▸ **What to work on**: Nothing in the data may be changed; retype all of it.

___ Records to use ___

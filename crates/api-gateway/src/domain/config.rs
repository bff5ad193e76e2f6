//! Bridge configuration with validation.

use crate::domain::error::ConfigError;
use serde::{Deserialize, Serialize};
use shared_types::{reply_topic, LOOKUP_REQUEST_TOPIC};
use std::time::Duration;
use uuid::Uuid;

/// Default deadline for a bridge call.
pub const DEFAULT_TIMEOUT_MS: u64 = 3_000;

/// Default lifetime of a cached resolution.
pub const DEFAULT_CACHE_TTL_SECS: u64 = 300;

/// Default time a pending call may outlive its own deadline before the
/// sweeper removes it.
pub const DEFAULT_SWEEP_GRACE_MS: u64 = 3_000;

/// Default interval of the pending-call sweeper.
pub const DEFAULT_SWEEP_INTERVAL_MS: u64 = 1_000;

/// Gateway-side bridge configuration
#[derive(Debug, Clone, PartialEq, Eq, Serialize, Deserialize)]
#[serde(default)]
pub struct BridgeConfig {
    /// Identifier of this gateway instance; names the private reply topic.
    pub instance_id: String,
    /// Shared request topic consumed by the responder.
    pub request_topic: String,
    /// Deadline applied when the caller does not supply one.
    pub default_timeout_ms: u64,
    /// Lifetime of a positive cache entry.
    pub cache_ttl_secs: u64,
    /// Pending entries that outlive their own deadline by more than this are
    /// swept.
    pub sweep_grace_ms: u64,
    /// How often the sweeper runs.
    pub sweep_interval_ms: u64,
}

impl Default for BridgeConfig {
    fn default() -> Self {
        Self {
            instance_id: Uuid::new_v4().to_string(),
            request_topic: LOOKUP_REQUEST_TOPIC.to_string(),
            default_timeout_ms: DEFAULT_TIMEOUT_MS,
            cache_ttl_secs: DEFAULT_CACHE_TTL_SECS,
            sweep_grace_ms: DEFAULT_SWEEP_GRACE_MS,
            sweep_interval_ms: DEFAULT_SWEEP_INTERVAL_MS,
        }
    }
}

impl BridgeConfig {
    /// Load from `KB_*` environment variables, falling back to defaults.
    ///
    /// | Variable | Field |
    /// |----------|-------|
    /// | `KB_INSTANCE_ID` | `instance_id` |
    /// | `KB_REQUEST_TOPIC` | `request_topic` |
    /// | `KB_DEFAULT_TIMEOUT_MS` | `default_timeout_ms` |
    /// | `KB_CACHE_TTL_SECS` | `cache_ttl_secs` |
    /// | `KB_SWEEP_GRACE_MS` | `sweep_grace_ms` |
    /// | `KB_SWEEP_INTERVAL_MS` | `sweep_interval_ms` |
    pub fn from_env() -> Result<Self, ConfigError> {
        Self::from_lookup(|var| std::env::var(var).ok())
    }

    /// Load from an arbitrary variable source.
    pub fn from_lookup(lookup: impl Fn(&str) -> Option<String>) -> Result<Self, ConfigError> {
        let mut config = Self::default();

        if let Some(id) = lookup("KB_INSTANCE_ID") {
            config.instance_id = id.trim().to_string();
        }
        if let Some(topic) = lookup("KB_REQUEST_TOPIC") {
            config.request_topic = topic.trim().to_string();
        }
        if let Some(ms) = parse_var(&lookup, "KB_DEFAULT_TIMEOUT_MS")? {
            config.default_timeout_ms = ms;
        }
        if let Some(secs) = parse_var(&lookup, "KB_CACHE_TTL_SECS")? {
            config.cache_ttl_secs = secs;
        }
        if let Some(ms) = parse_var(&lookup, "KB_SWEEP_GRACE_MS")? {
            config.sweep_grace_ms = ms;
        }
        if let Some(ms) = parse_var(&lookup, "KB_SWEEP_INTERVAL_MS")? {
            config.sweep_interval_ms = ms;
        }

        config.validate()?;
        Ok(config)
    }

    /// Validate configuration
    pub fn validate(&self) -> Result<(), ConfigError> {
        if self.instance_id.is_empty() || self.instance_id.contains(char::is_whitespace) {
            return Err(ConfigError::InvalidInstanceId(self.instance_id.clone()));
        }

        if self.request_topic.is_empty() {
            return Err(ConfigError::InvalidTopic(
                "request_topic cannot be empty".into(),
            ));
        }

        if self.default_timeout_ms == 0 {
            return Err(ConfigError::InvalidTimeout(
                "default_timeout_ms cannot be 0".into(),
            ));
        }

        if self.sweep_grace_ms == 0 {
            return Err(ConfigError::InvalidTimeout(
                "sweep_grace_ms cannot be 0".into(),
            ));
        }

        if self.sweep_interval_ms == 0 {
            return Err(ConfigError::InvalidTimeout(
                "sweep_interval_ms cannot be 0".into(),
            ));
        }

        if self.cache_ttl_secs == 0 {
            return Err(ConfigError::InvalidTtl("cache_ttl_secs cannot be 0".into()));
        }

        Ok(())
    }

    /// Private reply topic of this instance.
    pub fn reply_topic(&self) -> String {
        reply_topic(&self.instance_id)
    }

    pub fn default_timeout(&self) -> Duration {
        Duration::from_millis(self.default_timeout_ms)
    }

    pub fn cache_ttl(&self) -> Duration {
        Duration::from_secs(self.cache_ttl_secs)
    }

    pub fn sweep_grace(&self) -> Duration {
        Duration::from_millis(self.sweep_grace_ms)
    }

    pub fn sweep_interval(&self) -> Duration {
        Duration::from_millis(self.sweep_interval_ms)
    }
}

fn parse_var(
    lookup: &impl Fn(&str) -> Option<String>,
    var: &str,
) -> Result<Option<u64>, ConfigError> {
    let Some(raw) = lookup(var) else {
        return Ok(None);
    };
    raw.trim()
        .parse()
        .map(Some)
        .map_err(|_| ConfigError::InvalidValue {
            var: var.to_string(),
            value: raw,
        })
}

___

▸ **Solution to this problem**:
filename crates/api-gateway/src/domain/config.rs
repository bff5ad193e76e2f6
//! Bridge configuration with validation.

use crate::domain::error::ConfigError;
use serde::{Deserialize, Serialize};
use shared_types::{reply_topic, LOOKUP_REQUEST_TOPIC};
use std::time::Duration;
use uuid::Uuid;

/// Default deadline for a bridge call.
pub const DEFAULT_TIMEOUT_MS: u64 = 3_000;

/// Default lifetime of a cached resolution.
pub const DEFAULT_CACHE_TTL_SECS: u64 = 300;

/// Default time a pending call may outlive its own deadline before the
/// sweeper removes it.
pub const DEFAULT_SWEEP_GRACE_MS: u64 = 3_000;

/// Default interval of the pending-call sweeper.
pub const DEFAULT_SWEEP_INTERVAL_MS: u64 = 1_000;

/// Gateway-side bridge configuration
#[derive(Debug, Clone, PartialEq, Eq, Serialize, Deserialize)]
#[serde(default)]
pub struct BridgeConfig {
    /// Identifier of this gateway instance; names the private reply topic.
    pub instance_id: String,
    /// Shared request topic consumed by the responder.
    pub request_topic: String,
    /// Deadline applied when the caller does not supply one.
    pub default_timeout_ms: u64,
    /// Lifetime of a positive cache entry.
    pub cache_ttl_secs: u64,
    /// Pending entries that outlive their own deadline by more than this are
    /// swept.
    pub sweep_grace_ms: u64,
    /// How often the sweeper runs.
    pub sweep_interval_ms: u64,
}

impl Default for BridgeConfig {
    fn default() -> Self {
        Self {
            instance_id: Uuid::new_v4().to_string(),
            request_topic: LOOKUP_REQUEST_TOPIC.to_string(),
            default_timeout_ms: DEFAULT_TIMEOUT_MS,
            cache_ttl_secs: DEFAULT_CACHE_TTL_SECS,
            sweep_grace_ms: DEFAULT_SWEEP_GRACE_MS,
            sweep_interval_ms: DEFAULT_SWEEP_INTERVAL_MS,
        }
    }
}

impl BridgeConfig {
    /// Load from `KB_*` environment variables, falling back to defaults.
    ///
    /// | Variable | Field |
    /// |----------|-------|
    /// | `KB_INSTANCE_ID` | `instance_id` |
    /// | `KB_REQUEST_TOPIC` | `request_topic` |
    /// | `KB_DEFAULT_TIMEOUT_MS` | `default_timeout_ms` |
    /// | `KB_CACHE_TTL_SECS` | `cache_ttl_secs` |
    /// | `KB_SWEEP_GRACE_MS` | `sweep_grace_ms` |
    /// | `KB_SWEEP_INTERVAL_MS` | `sweep_interval_ms` |
    pub fn from_env() -> Result<Self, ConfigError> {
        Self::from_lookup(|var| std::env::var(var).ok())
    }

    /// Load from an arbitrary variable source.
    pub fn from_lookup(lookup: impl Fn(&str) -> Option<String>) -> Result<Self, ConfigError> {
        let mut config = Self::default();

        if let Some(id) = lookup("KB_INSTANCE_ID") {
            config.instance_id = id.trim().to_string();
        }
        if let Some(topic) = lookup("KB_REQUEST_TOPIC") {
            config.request_topic = topic.trim().to_string();
        }
        if let Some(ms) = parse_var(&lookup, "KB_DEFAULT_TIMEOUT_MS")? {
            config.default_timeout_ms = ms;
        }
        if let Some(secs) = parse_var(&lookup, "KB_CACHE_TTL_SECS")? {
            config.cache_ttl_secs = secs;
        }
        if let Some(ms) = parse_var(&lookup, "KB_SWEEP_GRACE_MS")? {
            config.sweep_grace_ms = ms;
        }
        if let Some(ms) = parse_var(&lookup, "KB_SWEEP_INTERVAL_MS")? {
            config.sweep_interval_ms = ms;
        }

        config.validate()?;
        Ok(config)
    }

    /// Validate configuration
    pub fn validate(&self) -> Result<(), ConfigError> {
        if self.instance_id.is_empty() || self.instance_id.contains(char::is_whitespace) {
            return Err(ConfigError::InvalidInstanceId(self.instance_id.clone()));
        }

        if self.request_topic.is_empty() {
            return Err(ConfigError::InvalidTopic(
                "request_topic cannot be empty".into(),
            ));
        }

        if self.default_timeout_ms == 0 {
            return Err(ConfigError::InvalidTimeout(
                "default_timeout_ms cannot be 0".into(),
            ));
        }

        if self.sweep_grace_ms == 0 {
            return Err(ConfigError::InvalidTimeout(
                "sweep_grace_ms cannot be 0".into(),
            ));
        }

        if self.sweep_interval_ms == 0 {
            return Err(ConfigError::InvalidTimeout(
                "sweep_interval_ms cannot be 0".into(),
            ));
        }

        if self.cache_ttl_secs == 0 {
            return Err(ConfigError::InvalidTtl("cache_ttl_secs cannot be 0".into()));
        }

        Ok(())
    }

    /// Private reply topic of this instance.
    pub fn reply_topic(&self) -> String {
        reply_topic(&self.instance_id)
    }

    pub fn default_timeout(&self) -> Duration {
        Duration::from_millis(self.default_timeout_ms)
    }

    pub fn cache_ttl(&self) -> Duration {
        Duration::from_secs(self.cache_ttl_secs)
    }

    pub fn sweep_grace(&self) -> Duration {
        Duration::from_millis(self.sweep_grace_ms)
    }

    pub fn sweep_interval(&self) -> Duration {
        Duration::from_millis(self.sweep_interval_ms)
    }
}

fn parse_var(
    lookup: &impl Fn(&str) -> Option<String>,
    var: &str,
) -> Result<Option<u64>, ConfigError> {
    let Some(raw) = lookup(var) else {
        return Ok(None);
    };
    raw.trim()
        .parse()
        .map(Some)
        .map_err(|_| ConfigError::InvalidValue {
            var: var.to_string(),
            value: raw,
        })
}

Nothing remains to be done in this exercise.